**WORK TO BE COMPLETED**
For the data below, give again exactly the lines from the one containing "kubeconfig calls received" through the one containing "state.bootstrap_calls += 1;", both ends included, and no others.

**EXERCISE DATA**

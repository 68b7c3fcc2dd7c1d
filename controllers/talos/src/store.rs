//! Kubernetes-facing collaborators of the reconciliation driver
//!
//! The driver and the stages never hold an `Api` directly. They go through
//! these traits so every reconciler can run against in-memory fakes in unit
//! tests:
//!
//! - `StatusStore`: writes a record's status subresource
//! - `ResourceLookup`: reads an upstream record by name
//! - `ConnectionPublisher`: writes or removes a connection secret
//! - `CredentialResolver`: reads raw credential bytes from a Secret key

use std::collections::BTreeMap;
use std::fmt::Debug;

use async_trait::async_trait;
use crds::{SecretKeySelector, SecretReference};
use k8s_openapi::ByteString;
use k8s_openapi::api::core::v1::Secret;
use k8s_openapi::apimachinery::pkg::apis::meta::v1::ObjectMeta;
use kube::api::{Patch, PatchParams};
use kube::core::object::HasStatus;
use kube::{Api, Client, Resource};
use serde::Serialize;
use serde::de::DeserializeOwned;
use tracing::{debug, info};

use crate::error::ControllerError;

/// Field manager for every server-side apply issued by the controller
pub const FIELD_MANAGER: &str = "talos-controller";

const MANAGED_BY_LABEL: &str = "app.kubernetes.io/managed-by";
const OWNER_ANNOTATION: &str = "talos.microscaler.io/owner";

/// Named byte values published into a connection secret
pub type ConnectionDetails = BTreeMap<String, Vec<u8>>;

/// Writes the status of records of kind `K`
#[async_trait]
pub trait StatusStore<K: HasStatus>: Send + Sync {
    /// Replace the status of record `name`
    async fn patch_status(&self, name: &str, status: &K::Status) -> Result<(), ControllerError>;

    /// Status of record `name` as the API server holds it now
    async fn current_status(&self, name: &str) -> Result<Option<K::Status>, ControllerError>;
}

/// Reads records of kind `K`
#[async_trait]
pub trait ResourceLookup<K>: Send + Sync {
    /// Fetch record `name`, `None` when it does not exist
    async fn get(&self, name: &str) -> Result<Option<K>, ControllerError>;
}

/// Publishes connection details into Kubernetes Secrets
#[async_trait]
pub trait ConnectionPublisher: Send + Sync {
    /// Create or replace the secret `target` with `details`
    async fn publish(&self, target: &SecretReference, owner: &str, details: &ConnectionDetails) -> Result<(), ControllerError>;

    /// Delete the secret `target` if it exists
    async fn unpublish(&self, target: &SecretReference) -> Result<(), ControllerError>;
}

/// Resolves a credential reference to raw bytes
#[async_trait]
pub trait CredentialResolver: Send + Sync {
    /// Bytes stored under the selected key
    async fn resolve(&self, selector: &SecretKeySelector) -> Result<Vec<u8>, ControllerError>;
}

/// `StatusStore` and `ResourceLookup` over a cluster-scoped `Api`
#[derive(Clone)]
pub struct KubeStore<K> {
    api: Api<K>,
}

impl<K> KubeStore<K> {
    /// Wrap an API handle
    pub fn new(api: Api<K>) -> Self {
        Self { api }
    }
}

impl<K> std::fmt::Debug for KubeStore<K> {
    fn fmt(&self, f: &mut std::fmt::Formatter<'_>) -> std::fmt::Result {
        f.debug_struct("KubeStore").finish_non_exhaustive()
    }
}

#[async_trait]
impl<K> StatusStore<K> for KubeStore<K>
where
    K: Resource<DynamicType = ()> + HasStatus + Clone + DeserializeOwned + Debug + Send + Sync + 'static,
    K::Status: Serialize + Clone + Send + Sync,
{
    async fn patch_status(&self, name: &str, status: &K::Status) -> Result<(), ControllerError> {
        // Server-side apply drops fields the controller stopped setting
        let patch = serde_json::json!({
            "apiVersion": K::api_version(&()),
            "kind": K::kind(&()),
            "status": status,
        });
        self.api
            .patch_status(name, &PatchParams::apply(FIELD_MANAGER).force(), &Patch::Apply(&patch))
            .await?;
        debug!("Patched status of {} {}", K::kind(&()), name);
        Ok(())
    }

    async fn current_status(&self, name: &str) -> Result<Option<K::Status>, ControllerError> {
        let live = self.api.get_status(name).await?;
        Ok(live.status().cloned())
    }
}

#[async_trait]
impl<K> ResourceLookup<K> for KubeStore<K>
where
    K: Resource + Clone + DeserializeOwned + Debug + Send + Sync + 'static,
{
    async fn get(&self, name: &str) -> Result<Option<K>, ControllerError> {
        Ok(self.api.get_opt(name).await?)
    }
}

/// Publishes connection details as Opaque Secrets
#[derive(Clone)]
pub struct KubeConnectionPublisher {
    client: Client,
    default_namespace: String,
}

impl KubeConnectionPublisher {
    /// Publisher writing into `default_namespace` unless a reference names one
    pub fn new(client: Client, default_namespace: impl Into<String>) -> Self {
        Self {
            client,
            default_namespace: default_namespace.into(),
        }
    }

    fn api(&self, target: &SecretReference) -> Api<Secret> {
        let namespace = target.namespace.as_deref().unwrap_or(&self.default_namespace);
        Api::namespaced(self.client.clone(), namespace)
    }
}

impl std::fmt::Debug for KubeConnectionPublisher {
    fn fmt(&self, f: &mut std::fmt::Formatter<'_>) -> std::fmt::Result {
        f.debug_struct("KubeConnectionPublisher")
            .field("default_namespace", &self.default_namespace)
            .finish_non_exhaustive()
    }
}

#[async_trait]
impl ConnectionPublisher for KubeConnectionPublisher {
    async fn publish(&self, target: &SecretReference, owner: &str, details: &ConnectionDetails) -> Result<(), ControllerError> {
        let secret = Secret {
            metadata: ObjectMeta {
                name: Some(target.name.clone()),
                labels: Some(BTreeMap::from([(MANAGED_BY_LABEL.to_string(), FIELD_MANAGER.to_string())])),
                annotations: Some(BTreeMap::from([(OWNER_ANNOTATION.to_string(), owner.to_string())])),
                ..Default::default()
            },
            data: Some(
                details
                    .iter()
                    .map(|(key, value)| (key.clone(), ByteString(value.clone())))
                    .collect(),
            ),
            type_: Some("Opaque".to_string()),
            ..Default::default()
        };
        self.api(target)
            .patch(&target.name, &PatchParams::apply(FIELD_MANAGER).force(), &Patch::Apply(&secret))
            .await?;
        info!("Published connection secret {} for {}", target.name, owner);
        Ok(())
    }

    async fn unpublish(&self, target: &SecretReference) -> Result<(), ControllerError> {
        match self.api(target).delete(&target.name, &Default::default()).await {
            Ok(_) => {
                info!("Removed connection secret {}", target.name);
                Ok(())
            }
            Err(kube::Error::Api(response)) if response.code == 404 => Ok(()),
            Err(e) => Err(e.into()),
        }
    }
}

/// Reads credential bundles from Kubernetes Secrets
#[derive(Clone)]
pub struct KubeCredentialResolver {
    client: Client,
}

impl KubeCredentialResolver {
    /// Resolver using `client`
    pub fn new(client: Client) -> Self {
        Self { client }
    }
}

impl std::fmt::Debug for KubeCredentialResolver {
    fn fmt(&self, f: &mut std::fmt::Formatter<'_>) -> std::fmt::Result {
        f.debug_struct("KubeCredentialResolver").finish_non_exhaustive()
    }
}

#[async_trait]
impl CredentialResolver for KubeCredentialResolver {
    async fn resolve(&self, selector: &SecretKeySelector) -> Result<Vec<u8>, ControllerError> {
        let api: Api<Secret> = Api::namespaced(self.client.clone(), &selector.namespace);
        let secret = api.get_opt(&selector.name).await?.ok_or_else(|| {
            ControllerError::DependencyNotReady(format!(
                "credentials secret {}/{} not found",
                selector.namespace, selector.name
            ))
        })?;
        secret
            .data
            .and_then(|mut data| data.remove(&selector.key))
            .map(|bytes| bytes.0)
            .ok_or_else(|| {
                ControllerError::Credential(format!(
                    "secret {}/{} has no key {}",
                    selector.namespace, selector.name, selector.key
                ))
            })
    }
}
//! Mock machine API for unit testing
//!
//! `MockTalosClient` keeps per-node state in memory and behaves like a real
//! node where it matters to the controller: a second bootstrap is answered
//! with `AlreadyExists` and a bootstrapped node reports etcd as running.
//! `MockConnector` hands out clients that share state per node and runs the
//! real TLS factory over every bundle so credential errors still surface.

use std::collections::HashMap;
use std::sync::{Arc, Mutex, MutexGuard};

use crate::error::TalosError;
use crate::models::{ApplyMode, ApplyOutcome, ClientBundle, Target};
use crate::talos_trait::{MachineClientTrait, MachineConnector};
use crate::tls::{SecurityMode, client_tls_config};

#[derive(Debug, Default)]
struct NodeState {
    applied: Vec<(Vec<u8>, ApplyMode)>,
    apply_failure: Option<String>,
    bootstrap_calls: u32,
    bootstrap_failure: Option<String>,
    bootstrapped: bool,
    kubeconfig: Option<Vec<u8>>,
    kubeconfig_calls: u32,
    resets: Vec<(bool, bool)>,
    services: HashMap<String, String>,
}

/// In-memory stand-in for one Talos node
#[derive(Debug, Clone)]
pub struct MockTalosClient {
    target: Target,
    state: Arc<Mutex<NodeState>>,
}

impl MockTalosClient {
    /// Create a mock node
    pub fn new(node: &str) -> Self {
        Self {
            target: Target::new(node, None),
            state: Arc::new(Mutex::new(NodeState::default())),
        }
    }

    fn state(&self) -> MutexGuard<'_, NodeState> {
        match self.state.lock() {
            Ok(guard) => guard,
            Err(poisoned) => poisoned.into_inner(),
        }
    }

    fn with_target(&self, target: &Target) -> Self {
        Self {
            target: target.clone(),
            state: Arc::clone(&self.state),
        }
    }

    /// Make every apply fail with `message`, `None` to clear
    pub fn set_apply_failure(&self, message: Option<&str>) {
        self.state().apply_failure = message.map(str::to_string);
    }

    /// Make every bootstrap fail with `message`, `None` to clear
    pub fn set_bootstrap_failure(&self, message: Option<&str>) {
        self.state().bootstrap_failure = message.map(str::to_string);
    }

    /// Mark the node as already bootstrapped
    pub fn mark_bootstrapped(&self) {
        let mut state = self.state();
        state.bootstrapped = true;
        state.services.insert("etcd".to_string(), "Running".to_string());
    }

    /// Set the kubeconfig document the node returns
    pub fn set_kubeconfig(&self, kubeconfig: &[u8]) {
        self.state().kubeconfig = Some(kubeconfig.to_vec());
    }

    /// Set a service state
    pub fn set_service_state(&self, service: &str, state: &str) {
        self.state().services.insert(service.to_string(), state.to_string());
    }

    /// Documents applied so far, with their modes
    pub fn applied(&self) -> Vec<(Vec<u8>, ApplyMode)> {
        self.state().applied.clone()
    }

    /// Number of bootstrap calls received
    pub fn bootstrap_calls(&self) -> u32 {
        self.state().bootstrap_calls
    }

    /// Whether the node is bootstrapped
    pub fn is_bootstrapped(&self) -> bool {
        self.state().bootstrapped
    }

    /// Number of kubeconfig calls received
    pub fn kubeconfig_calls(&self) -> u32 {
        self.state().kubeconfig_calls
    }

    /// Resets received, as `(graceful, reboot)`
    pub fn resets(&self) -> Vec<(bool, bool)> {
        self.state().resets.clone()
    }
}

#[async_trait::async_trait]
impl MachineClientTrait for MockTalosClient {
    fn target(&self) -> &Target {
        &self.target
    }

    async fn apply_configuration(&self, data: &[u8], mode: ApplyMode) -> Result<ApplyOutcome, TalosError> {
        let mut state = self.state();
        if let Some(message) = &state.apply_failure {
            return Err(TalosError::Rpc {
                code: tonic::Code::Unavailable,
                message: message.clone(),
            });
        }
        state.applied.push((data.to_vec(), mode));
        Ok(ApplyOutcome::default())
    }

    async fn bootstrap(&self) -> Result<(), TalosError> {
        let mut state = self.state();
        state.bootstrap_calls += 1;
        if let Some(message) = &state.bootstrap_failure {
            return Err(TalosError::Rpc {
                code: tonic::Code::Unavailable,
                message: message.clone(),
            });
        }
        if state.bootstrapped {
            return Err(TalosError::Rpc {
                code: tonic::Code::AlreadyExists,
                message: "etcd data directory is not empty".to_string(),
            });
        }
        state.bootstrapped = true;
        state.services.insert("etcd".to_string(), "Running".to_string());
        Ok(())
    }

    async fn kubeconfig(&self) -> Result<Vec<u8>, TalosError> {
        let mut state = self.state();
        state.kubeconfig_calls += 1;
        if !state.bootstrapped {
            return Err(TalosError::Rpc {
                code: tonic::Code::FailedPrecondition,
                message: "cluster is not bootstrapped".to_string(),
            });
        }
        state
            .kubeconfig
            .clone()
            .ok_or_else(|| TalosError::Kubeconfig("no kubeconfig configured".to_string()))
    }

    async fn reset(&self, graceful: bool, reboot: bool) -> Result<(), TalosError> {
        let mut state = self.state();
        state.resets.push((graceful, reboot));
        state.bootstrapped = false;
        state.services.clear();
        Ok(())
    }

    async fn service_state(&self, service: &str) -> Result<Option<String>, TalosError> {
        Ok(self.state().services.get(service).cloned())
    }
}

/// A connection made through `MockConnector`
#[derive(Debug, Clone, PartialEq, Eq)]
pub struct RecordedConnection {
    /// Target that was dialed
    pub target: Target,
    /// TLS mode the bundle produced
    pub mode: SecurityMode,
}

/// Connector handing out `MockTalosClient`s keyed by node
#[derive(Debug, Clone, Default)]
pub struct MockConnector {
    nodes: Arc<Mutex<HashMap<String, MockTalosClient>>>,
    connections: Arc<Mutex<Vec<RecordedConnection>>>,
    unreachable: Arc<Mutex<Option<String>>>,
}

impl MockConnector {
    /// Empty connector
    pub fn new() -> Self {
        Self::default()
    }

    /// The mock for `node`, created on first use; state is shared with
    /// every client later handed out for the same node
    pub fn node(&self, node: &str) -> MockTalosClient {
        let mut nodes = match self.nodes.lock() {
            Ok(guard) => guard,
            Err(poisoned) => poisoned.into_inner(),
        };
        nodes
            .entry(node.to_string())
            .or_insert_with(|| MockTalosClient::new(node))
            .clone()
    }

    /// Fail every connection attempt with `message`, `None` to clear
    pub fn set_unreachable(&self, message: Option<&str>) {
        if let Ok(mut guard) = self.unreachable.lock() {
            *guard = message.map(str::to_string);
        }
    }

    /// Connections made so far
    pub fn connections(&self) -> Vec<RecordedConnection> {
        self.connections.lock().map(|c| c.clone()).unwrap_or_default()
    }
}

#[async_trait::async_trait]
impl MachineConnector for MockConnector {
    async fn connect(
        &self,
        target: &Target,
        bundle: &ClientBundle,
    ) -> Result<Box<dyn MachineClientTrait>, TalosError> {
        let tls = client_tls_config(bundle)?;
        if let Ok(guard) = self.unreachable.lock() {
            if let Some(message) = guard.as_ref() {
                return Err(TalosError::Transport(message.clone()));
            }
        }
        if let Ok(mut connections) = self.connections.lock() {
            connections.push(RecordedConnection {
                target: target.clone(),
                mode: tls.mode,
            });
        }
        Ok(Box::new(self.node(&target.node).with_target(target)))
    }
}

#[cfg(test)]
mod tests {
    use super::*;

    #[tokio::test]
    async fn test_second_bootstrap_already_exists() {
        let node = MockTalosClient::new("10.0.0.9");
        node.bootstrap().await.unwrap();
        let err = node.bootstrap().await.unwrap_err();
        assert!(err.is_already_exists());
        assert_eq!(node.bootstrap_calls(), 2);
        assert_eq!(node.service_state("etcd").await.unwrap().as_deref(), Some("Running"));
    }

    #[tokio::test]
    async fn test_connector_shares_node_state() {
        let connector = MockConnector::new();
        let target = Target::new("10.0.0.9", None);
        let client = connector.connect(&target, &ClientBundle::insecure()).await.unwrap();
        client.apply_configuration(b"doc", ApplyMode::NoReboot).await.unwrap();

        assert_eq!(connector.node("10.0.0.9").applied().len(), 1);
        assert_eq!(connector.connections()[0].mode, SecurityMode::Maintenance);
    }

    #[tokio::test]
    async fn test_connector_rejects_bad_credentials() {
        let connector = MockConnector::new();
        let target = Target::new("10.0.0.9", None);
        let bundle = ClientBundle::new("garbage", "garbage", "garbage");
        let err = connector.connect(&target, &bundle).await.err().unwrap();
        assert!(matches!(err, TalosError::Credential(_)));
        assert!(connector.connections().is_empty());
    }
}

**EXERCISE OUTPUT**
    /// Number of kubeconfig calls received
    pub fn kubeconfig_calls(&self) -> u32 {
        self.state().kubeconfig_calls
    }

    /// Resets received, as `(graceful, reboot)`
    pub fn resets(&self) -> Vec<(bool, bool)> {
        self.state().resets.clone()
    }
}

#[async_trait::async_trait]
impl MachineClientTrait for MockTalosClient {
    fn target(&self) -> &Target {
        &self.target
    }

    async fn apply_configuration(&self, data: &[u8], mode: ApplyMode) -> Result<ApplyOutcome, TalosError> {
        let mut state = self.state();
        if let Some(message) = &state.apply_failure {
            return Err(TalosError::Rpc {
                code: tonic::Code::Unavailable,
                message: message.clone(),
            });
        }
        state.applied.push((data.to_vec(), mode));
        Ok(ApplyOutcome::default())
    }

    async fn bootstrap(&self) -> Result<(), TalosError> {
        let mut state = self.state();
        state.bootstrap_calls += 1;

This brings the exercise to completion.